Source data below:

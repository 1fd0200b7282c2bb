//! The result record and its human/JSON formatters.

use serde::Serialize;

use crate::route::{Response, Route, Target};

/// `{target, route, response}`, as streamed to the output consumer.
/// Obtained from a pool by the scheduler; released after the caller is
/// done with it.
pub struct ScanResult {
    pub target_label: String,
    pub route: Route,
    pub response: Response,
}

impl ScanResult {
    pub fn new(target: &Target, route: Route, response: Response) -> Self {
        ScanResult {
            target_label: format!("{}://{}", target.scheme(), target.host_header()),
            route,
            response,
        }
    }
}

#[derive(Debug, Clone, Copy, PartialEq, Eq)]
pub enum OutputFormat {
    Pretty,
    Text,
    Json,
}

#[derive(Serialize)]
struct JsonResult<'a> {
    method: &'a str,
    status: u16,
    bytes: u64,
    words: u64,
    lines: u64,
    url: String,
    redirect_url: Option<String>,
    source_id: &'a str,
}

/// ANSI color codes for pretty-mode status-code coloring, matching the
/// original's status-bucket scheme (2xx green, 3xx cyan, 4xx yellow, 5xx
/// red).
fn status_color(status: u16) -> &'static str {
    match status / 100 {
        2 => "\x1b[32m",
        3 => "\x1b[36m",
        4 => "\x1b[33m",
        5 => "\x1b[31m",
        _ => "\x1b[0m",
    }
}

const RESET: &str = "\x1b[0m";

/// Renders `METHOD STATUSCODE [bytes,words,lines] URL -> REDIRECT_URL …
/// source_id`.
pub fn format_line(result: &ScanResult, format: OutputFormat) -> String {
    let url = format!("{}{}", result.target_label, result.route.path);
    let final_hop = result
        .response
        .flatten()
        .last()
        .map(|r| (*r).clone())
        .unwrap_or_default();

    match format {
        OutputFormat::Json => {
            let redirect_url = if result.response.chain_len() > 1 {
                Some(final_hop.final_uri.clone())
            } else {
                None
            };
            let record = JsonResult {
                method: result.route.method.as_str(),
                status: final_hop.status_code,
                bytes: final_hop.body_length,
                words: final_hop.words,
                lines: final_hop.lines,
                url,
                redirect_url,
                source_id: &result.route.source_id,
            };
            serde_json::to_string(&record).unwrap_or_default()
        }
        OutputFormat::Text | OutputFormat::Pretty => {
            let mut out = String::new();
            if format == OutputFormat::Pretty {
                out.push_str(status_color(final_hop.status_code));
            }
            out.push_str(&format!(
                "{:<6} {:>3} [{},{},{}] {}",
                result.route.method,
                final_hop.status_code,
                final_hop.body_length,
                final_hop.words,
                final_hop.lines,
                url
            ));
            if format == OutputFormat::Pretty {
                out.push_str(RESET);
            }
            if result.response.chain_len() > 1 {
                out.push_str(&format!(" -> {}", final_hop.final_uri));
            }
            out.push(' ');
            out.push_str(&result.route.source_id);
            out
        }
    }
}

/// Dispatches a result to the log sink in the configured
/// pretty/text/json mode.
pub fn log_result(result: &ScanResult, format: OutputFormat) {
    println!("{}", format_line(result, format));
}

#[cfg(test)]
mod tests {
    use super::*;
    use crate::route::{Header, Method};

    fn route() -> Route {
        Route {
            method: Method::Get,
            path: "/admin".to_string(),
            query: String::new(),
            headers: Vec::<Header>::new(),
            body: Vec::new(),
            source_id: "src1".to_string(),
        }
    }

    fn target() -> Target {
        Target::new(
            "example.com".into(),
            None,
            80,
            false,
            String::new(),
            vec![],
            None,
        )
    }

    #[test]
    fn text_line_contains_method_status_and_source() {
        let route = route();
        let target = target();
        let response = Response {
            status_code: 200,
            body_length: 10,
            words: 2,
            lines: 1,
            ..Default::default()
        };
        let result = ScanResult::new(&target, route, response);
        let line = format_line(&result, OutputFormat::Text);
        assert!(line.contains("GET"));
        assert!(line.contains("200"));
        assert!(line.ends_with("src1"));
    }

    #[test]
    fn json_line_is_valid_json() {
        let route = route();
        let target = target();
        let response = Response {
            status_code: 404,
            ..Default::default()
        };
        let result = ScanResult::new(&target, route, response);
        let line = format_line(&result, OutputFormat::Json);
        let parsed: serde_json::Value = serde_json::from_str(&line).unwrap();
        assert_eq!(parsed["status"], 404);
    }
}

End of Source data.

■ Task requirements
Copy verbatim, from the listing above, each line from the one containing "out.push(' ');" down to the one containing "use super::*;", inclusive.

■ Solution to this exercise
            out.push(' ');
            out.push_str(&result.route.source_id);
            out
        }
    }
}

/// Dispatches a result to the log sink in the configured
/// pretty/text/json mode.
pub fn log_result(result: &ScanResult, format: OutputFormat) {
    println!("{}", format_line(result, format));
}

#[cfg(test)]
mod tests {
    use super::*;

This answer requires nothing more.